Monday, September 21, 2020

Limits of neuroscience

I think that our best physicalist view right now is a functionalism on which mental states are identified with types of computation in a hardware-agnostic way (i.e., whatever the hardware is, as long as the same type of computation is done, the mental states get tokened).


  1. If functionalism is true, what human discipline, if any, will discover which functional processes (e.g., the execution of what algorithms) constitute consciousness?

There are, I think, three plausible answers:

  1. None. We wouldn’t be able to know the answer.

  2. Philosophy and neuroscience working together.

  3. Neuroscience working alone.

I think the most plausible answer is (2), with (3) being a runner up.

In this post I want to give a quick argument that (4) is not the answer.

Neuroscience is a natural science. The natural sciences do not discover substantive facts about worlds whose laws of nature are radically different from ours. Some possible worlds whose laws of nature are radically different from ours contain beings with functional processes isomorphic to the ones running in us. Thus, if neuroscience discovered which functional processes constitute consciousness, it would discover about those worlds that they contain consciousness. That would be a substantive fact about these worlds, and that would contradict the assumption that neuroscience is a natural science.


Ovidiu Badea said...

Would you give some details on why you think 2 is the most plausible answer? Is it a limit inherent to functionalism?

Alexander R Pruss said...

I think the question of how far one is allowed to abstract from the actual algorithms used by the human brain for something to count as computationally isomorphic to our functioning for purposes of philosophy of mind would be too deeply empirically underdetermined to give us a good answer even when we add a lot of philosophy to the mix.
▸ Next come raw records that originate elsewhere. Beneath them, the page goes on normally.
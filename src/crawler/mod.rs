//! Crawler module for the time-budgeted item pass
//!
//! This module contains the core crawling logic, including:
//! - The sequential crawl loop and its lifecycle
//! - Wiring config, catalog, store, fetcher and budget into a run
//! - The dry-run planner

mod coordinator;

pub use coordinator::{CrawlLoop, LoopSettings, RemovalHook};

use crate::budget::{listen_for_signals, ShutdownFlag, TimeBudget};
use crate::catalog::load_catalog;
use crate::config::{load_time_config, Config};
use crate::fetcher::HttpItemFetcher;
use crate::output::RunSummary;
use crate::reconcile::{classify, DefaultStalePolicy, ReconcileCounts};
use crate::storage::media::{clear_media_root, remove_media_dir};
use crate::storage::{open_store, JsonFileStore, RecordStore};
use crate::HarvestError;

/// Runs a complete harvest
///
/// This is the main entry point for a run. It will:
/// 1. Load the time budget and the source catalog
/// 2. Install the SIGINT/SIGTERM listener
/// 3. Open (or, with `fresh`, reset) the record store and media root
/// 4. Build the HTTP item fetcher
/// 5. Drive the crawl loop to a terminal state
///
/// # Arguments
///
/// * `config` - The harvest configuration
/// * `fresh` - Discard stored records and media before crawling
///
/// # Returns
///
/// * `Ok(RunSummary)` - The run completed or stopped gracefully
/// * `Err(HarvestError)` - Startup failed, or a store write failed mid-run
///
/// # Example
///
/// ```no_run
/// use catalog_harvest::config::load_config;
/// use catalog_harvest::crawler::run_harvest;
/// use std::path::Path;
///
/// # async fn example() -> Result<(), Box<dyn std::error::Error>> {
/// let config = load_config(Path::new("harvest.toml"))?;
/// let summary = run_harvest(&config, false).await?;
/// summary.print();
/// # Ok(())
/// # }
/// ```
pub async fn run_harvest(config: &Config, fresh: bool) -> Result<RunSummary, HarvestError> {
    let time = load_time_config(&config.paths.time_config);
    let items = load_catalog(&config.paths.catalog)?;

    let shutdown = ShutdownFlag::new();
    let signals = listen_for_signals(shutdown.clone());
    let budget = TimeBudget::from_config(&time, shutdown);

    if fresh {
        if let Some(root) = &config.paths.media_root {
            clear_media_root(root)?;
        }
    }
    let store = open_store(&config.paths.store, fresh)?;
    let fetcher = HttpItemFetcher::new(&config.fetcher, budget.clone())?;

    let mut crawl = CrawlLoop::new(store, fetcher, budget, LoopSettings::from_config(config))
        .with_policy(DefaultStalePolicy::new(config.crawl.recheck_unlisted));

    if let Some(root) = config.paths.media_root.clone() {
        crawl = crawl.on_removed(move |record| {
            if let Err(e) = remove_media_dir(&root, &record.key) {
                tracing::warn!("Failed to remove media for '{}': {}", record.key, e);
            }
        });
    }

    let result = crawl.run(&items).await;
    signals.abort();
    result
}

/// Classifies the catalog against the store without fetching or writing
pub fn plan_harvest(config: &Config) -> Result<ReconcileCounts, HarvestError> {
    let items = load_catalog(&config.paths.catalog)?;
    let store = JsonFileStore::open(&config.paths.store);
    let policy = DefaultStalePolicy::new(config.crawl.recheck_unlisted);

    let classified = classify(&items, store.records(), &policy);
    let mut counts = ReconcileCounts::from_classified(&classified);
    if !config.crawl.prune_discontinued || items.is_empty() {
        counts.remove = 0;
    }

    tracing::info!(
        "Plan: {} insert, {} update, {} skip, {} remove",
        counts.insert,
        counts.update,
        counts.skip,
        counts.remove
    );
    Ok(counts)
}
//! Catalog-Harvest: a resumable, time-budgeted catalog crawl
//!
//! This crate walks a product catalog one item at a time, enriches each item
//! through an [`fetcher::ItemFetcher`], and commits the result to a durable
//! record store. Runs are bounded by a wall-clock budget with a grace period,
//! and every commit is persisted atomically so an interrupted run never loses
//! completed work.

pub mod budget;
pub mod catalog;
pub mod config;
pub mod crawler;
pub mod fetcher;
pub mod output;
pub mod reconcile;
pub mod state;
pub mod storage;

use thiserror::Error;

/// Main error type for Catalog-Harvest operations
#[derive(Debug, Error)]
pub enum HarvestError {
    #[error("Configuration error: {0}")]
    Config(#[from] ConfigError),

    #[error("Catalog error: {0}")]
    Catalog(#[from] CatalogError),

    #[error("Storage error: {0}")]
    Storage(#[from] storage::StorageError),

    #[error("HTTP client error: {0}")]
    Reqwest(#[from] reqwest::Error),

    #[error("Invalid state transition: {from:?} -> {to:?}")]
    InvalidTransition {
        from: state::CrawlState,
        to: state::CrawlState,
    },

    #[error("IO error: {0}")]
    Io(#[from] std::io::Error),
}

/// Configuration-specific errors
#[derive(Debug, Error)]
pub enum ConfigError {
    #[error("Failed to read config file: {0}")]
    Io(#[from] std::io::Error),

    #[error("Failed to parse TOML: {0}")]
    Parse(#[from] toml::de::Error),

    #[error("Failed to parse JSON: {0}")]
    Json(#[from] serde_json::Error),

    #[error("Validation error: {0}")]
    Validation(String),

    #[error("Invalid time value '{0}': expected HH:MM")]
    InvalidTime(String),

    #[error("Invalid CSS selector: {0}")]
    InvalidSelector(String),
}

/// Errors raised while reading the source catalog
#[derive(Debug, Error)]
pub enum CatalogError {
    #[error("Failed to read catalog file: {0}")]
    Io(#[from] std::io::Error),

    #[error("Failed to parse catalog JSON: {0}")]
    Parse(#[from] serde_json::Error),
}

/// Result type alias for Catalog-Harvest operations
pub type Result<T> = std::result::Result<T, HarvestError>;

/// Result type alias for configuration operations
pub type ConfigResult<T> = std::result::Result<T, ConfigError>;

/// Result type alias for catalog operations
pub type CatalogResult<T> = std::result::Result<T, CatalogError>;

// Re-export commonly used types
pub use budget::{ShutdownFlag, TimeBudget};
pub use catalog::SourceItem;
pub use config::Config;
pub use crawler::CrawlLoop;
pub use reconcile::Decision;
pub use state::CrawlState;
pub use storage::{JsonFileStore, Record, RecordStore};
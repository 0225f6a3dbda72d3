//! Reconciliation of the source catalog against the record store
//!
//! This module handles:
//! - Per-item decisions (skip, update, insert)
//! - Detection of records whose source item disappeared
//! - The pluggable staleness policy

mod policy;

pub use policy::{DefaultStalePolicy, StalePredicate};

use crate::catalog::SourceItem;
use crate::storage::Record;
use serde::Serialize;
use std::collections::HashSet;

/// What to do with one key
#[derive(Debug, Clone, Copy, PartialEq, Eq, Hash, Serialize)]
#[serde(rename_all = "lowercase")]
pub enum Decision {
    /// Stored and fresh: no I/O
    Skip,
    /// Stored but stale: fetch and replace in place
    Update,
    /// Not stored yet: fetch and append
    Insert,
    /// Stored but gone from the source
    Remove,
}

impl Decision {
    /// Whether acting on this decision needs a fetch
    pub fn needs_fetch(&self) -> bool {
        matches!(self, Self::Update | Self::Insert)
    }

    pub fn as_str(&self) -> &'static str {
        match self {
            Self::Skip => "skip",
            Self::Update => "update",
            Self::Insert => "insert",
            Self::Remove => "remove",
        }
    }
}

impl std::fmt::Display for Decision {
    fn fmt(&self, f: &mut std::fmt::Formatter<'_>) -> std::fmt::Result {
        write!(f, "{}", self.as_str())
    }
}

/// Decides what to do with a source item given its stored record, if any
pub fn decide(item: &SourceItem, stored: Option<&Record>, stale: &dyn StalePredicate) -> Decision {
    match stored {
        None => Decision::Insert,
        Some(record) if stale.is_stale(record, item) => Decision::Update,
        Some(_) => Decision::Skip,
    }
}

/// A key and the decision made for it
#[derive(Debug, Clone, PartialEq)]
pub struct Classified<'a> {
    pub key: &'a str,
    pub decision: Decision,
    /// The source item, absent for `Remove`
    pub item: Option<&'a SourceItem>,
}

/// Classifies every key of the source and the store
///
/// Each key lands in exactly one class. Source keys come first in source
/// order, followed by removals in store order.
pub fn classify<'a>(
    source: &'a [SourceItem],
    persisted: &'a [Record],
    stale: &dyn StalePredicate,
) -> Vec<Classified<'a>> {
    let by_key: std::collections::HashMap<&str, &Record> =
        persisted.iter().map(|r| (r.key.as_str(), r)).collect();
    let source_keys: HashSet<&str> = source.iter().map(|i| i.key.as_str()).collect();

    let mut out = Vec::with_capacity(source.len() + persisted.len());
    for item in source {
        out.push(Classified {
            key: &item.key,
            decision: decide(item, by_key.get(item.key.as_str()).copied(), stale),
            item: Some(item),
        });
    }

    for record in persisted {
        if !source_keys.contains(record.key.as_str()) {
            out.push(Classified {
                key: &record.key,
                decision: Decision::Remove,
                item: None,
            });
        }
    }

    out
}

/// Tally of decisions
#[derive(Debug, Clone, Copy, Default, PartialEq, Eq, Serialize)]
pub struct ReconcileCounts {
    pub skip: usize,
    pub update: usize,
    pub insert: usize,
    pub remove: usize,
}

impl ReconcileCounts {
    pub fn from_classified(classified: &[Classified<'_>]) -> Self {
        let mut counts = Self::default();
        for c in classified {
            match c.decision {
                Decision::Skip => counts.skip += 1,
                Decision::Update => counts.update += 1,
                Decision::Insert => counts.insert += 1,
                Decision::Remove => counts.remove += 1,
            }
        }
        counts
    }

    pub fn total(&self) -> usize {
        self.skip + self.update + self.insert + self.remove
    }
}
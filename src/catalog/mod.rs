//! Source catalog module
//!
//! The catalog is produced by an external enumeration step and is read-only
//! here. This module loads it and gives every entry a stable, unique key.

mod key;
mod source;

pub use key::{derive_key, KeyAssigner};
pub use source::{items_from_entries, load_catalog, CatalogEntry, SourceItem};
use crate::catalog::key::{derive_key, KeyAssigner};
use crate::CatalogResult;
use serde::{Deserialize, Serialize};
use std::path::Path;

/// One entry of the authoritative catalog
///
/// Immutable once read. The same key may come back on a later run with a
/// different price.
#[derive(Debug, Clone, PartialEq, Eq, Serialize)]
pub struct SourceItem {
    pub key: String,
    pub display_name: String,
    pub current_price: Option<String>,
    pub detail_url: Option<String>,
}

impl SourceItem {
    pub fn new(key: impl Into<String>, display_name: impl Into<String>) -> Self {
        Self {
            key: key.into(),
            display_name: display_name.into(),
            current_price: None,
            detail_url: None,
        }
    }

    pub fn with_price(mut self, price: impl Into<String>) -> Self {
        self.current_price = Some(price.into());
        self
    }

    pub fn with_url(mut self, url: impl Into<String>) -> Self {
        self.detail_url = Some(url.into());
        self
    }
}

/// On-disk catalog: `{"products": [...]}`
#[derive(Debug, Deserialize)]
struct CatalogFile {
    #[serde(default)]
    products: Vec<CatalogEntry>,
}

/// Raw catalog entry as written by the enumeration step
#[derive(Debug, Clone, Default, Deserialize)]
pub struct CatalogEntry {
    #[serde(default, alias = "id")]
    pub unique_id: Option<String>,
    #[serde(default)]
    pub name: Option<String>,
    #[serde(default)]
    pub price: Option<String>,
    #[serde(default)]
    pub url: Option<String>,
}

/// Reads the catalog file and assigns unique keys in file order
///
/// # Errors
///
/// Fails if the file cannot be read or is not valid catalog JSON. Unlike the
/// record store, a broken catalog is not recoverable: pruning against an
/// empty catalog would delete every stored record.
pub fn load_catalog(path: &Path) -> CatalogResult<Vec<SourceItem>> {
    let content = std::fs::read_to_string(path)?;
    let file: CatalogFile = serde_json::from_str(&content)?;
    let items = items_from_entries(file.products);

    tracing::info!("Loaded {} catalog items from {}", items.len(), path.display());
    Ok(items)
}

/// Turns raw entries into source items with unique keys
///
/// An explicit `unique_id` wins over a key derived from the name; both are
/// disambiguated against keys already handed out. Entries with neither a
/// usable id nor a usable name are skipped.
pub fn items_from_entries(entries: Vec<CatalogEntry>) -> Vec<SourceItem> {
    let mut keys = KeyAssigner::new();
    let mut items = Vec::with_capacity(entries.len());

    for (index, entry) in entries.into_iter().enumerate() {
        let name = entry
            .name
            .as_deref()
            .map(str::trim)
            .filter(|n| !n.is_empty());

        let base = entry
            .unique_id
            .as_deref()
            .map(str::trim)
            .filter(|id| !id.is_empty())
            .map(str::to_string)
            .or_else(|| name.and_then(derive_key));

        let Some(base) = base else {
            tracing::warn!("Skipping catalog entry {}: no id or usable name", index);
            continue;
        };

        let key = keys.assign(&base);
        if key != base {
            tracing::debug!("Key collision on '{}', using '{}'", base, key);
        }

        items.push(SourceItem {
            display_name: name.map(str::to_string).unwrap_or_else(|| key.clone()),
            key,
            current_price: entry.price,
            detail_url: entry.url,
        });
    }

    items
}
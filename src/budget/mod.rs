//! Time budget and cooperative shutdown
//!
//! - `TimeBudget`: elapsed/remaining time against a limit, with a grace window
//!   during which no new work starts, and an interruptible sleep
//! - `ShutdownFlag`: monotonic flag flipped by termination signals
//! - `listen_for_signals`: installs the SIGINT/SIGTERM listener

mod shutdown;
mod time_budget;

pub use shutdown::{listen_for_signals, ShutdownFlag};
pub use time_budget::{format_hms, TimeBudget, TimeStatus};
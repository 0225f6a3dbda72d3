use crate::config::types::Config;
use crate::config::validation::validate;
use crate::ConfigError;
use sha2::{Digest, Sha256};
use std::path::{Path, PathBuf};

/// Loads and parses a configuration file from the given path
///
/// Relative paths inside `[paths]` are resolved against the directory that
/// contains the configuration file, so a run behaves the same regardless of
/// the working directory it was started from.
///
/// # Arguments
///
/// * `path` - Path to the TOML configuration file
///
/// # Returns
///
/// * `Ok(Config)` - Successfully loaded and validated configuration
/// * `Err(ConfigError)` - Failed to load, parse, or validate the configuration
///
/// # Example
///
/// ```no_run
/// use std::path::Path;
/// use catalog_harvest::config::load_config;
///
/// let config = load_config(Path::new("harvest.toml")).unwrap();
/// println!("Store: {}", config.paths.store.display());
/// ```
pub fn load_config(path: &Path) -> Result<Config, ConfigError> {
    let content = std::fs::read_to_string(path)?;

    let mut config: Config = toml::from_str(&content)?;

    if let Some(base) = path.parent() {
        resolve_paths(&mut config, base);
    }

    validate(&config)?;

    Ok(config)
}

/// Rebases every relative path in `[paths]` onto `base`
fn resolve_paths(config: &mut Config, base: &Path) {
    let rebase = |p: &mut PathBuf| {
        if p.is_relative() && !p.as_os_str().is_empty() {
            *p = base.join(&*p);
        }
    };

    let paths = &mut config.paths;
    rebase(&mut paths.catalog);
    rebase(&mut paths.store);
    rebase(&mut paths.time_config);
    if let Some(checkpoint) = paths.checkpoint.as_mut() {
        rebase(checkpoint);
    }
    if let Some(media_root) = paths.media_root.as_mut() {
        rebase(media_root);
    }
}

/// Computes a SHA-256 hash of the configuration file content
///
/// Logged at startup so two runs can be checked for identical settings.
pub fn compute_config_hash(path: &Path) -> Result<String, ConfigError> {
    let content = std::fs::read_to_string(path)?;
    let mut hasher = Sha256::new();
    hasher.update(content.as_bytes());
    Ok(hex::encode(hasher.finalize()))
}

/// Loads a configuration and returns both the config and its hash
pub fn load_config_with_hash(path: &Path) -> Result<(Config, String), ConfigError> {
    let config = load_config(path)?;
    let hash = compute_config_hash(path)?;
    Ok((config, hash))
}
Imagine, for instance, that somewhere in our brain, crucial to the processing of conscious visual perception of shapes, an arithmetical operation of multiplying two numbers is performed. There are infinitely many algorithms by which two numbers can be multiplied together. (E.g., log-add-exp, long multiplication in any of an infinite number of bases.) Does it matter for consciousness which algorithm is used? Since third-party consciousness is only knowable by observation of behavior, and all the algorithms would produce the same behavior, the question of which range (one, some or all) of multiplication algorithms is compatible with visual consciousness is deeply empirically underdetermined. All we can find out empirically is what algorithms our brains use.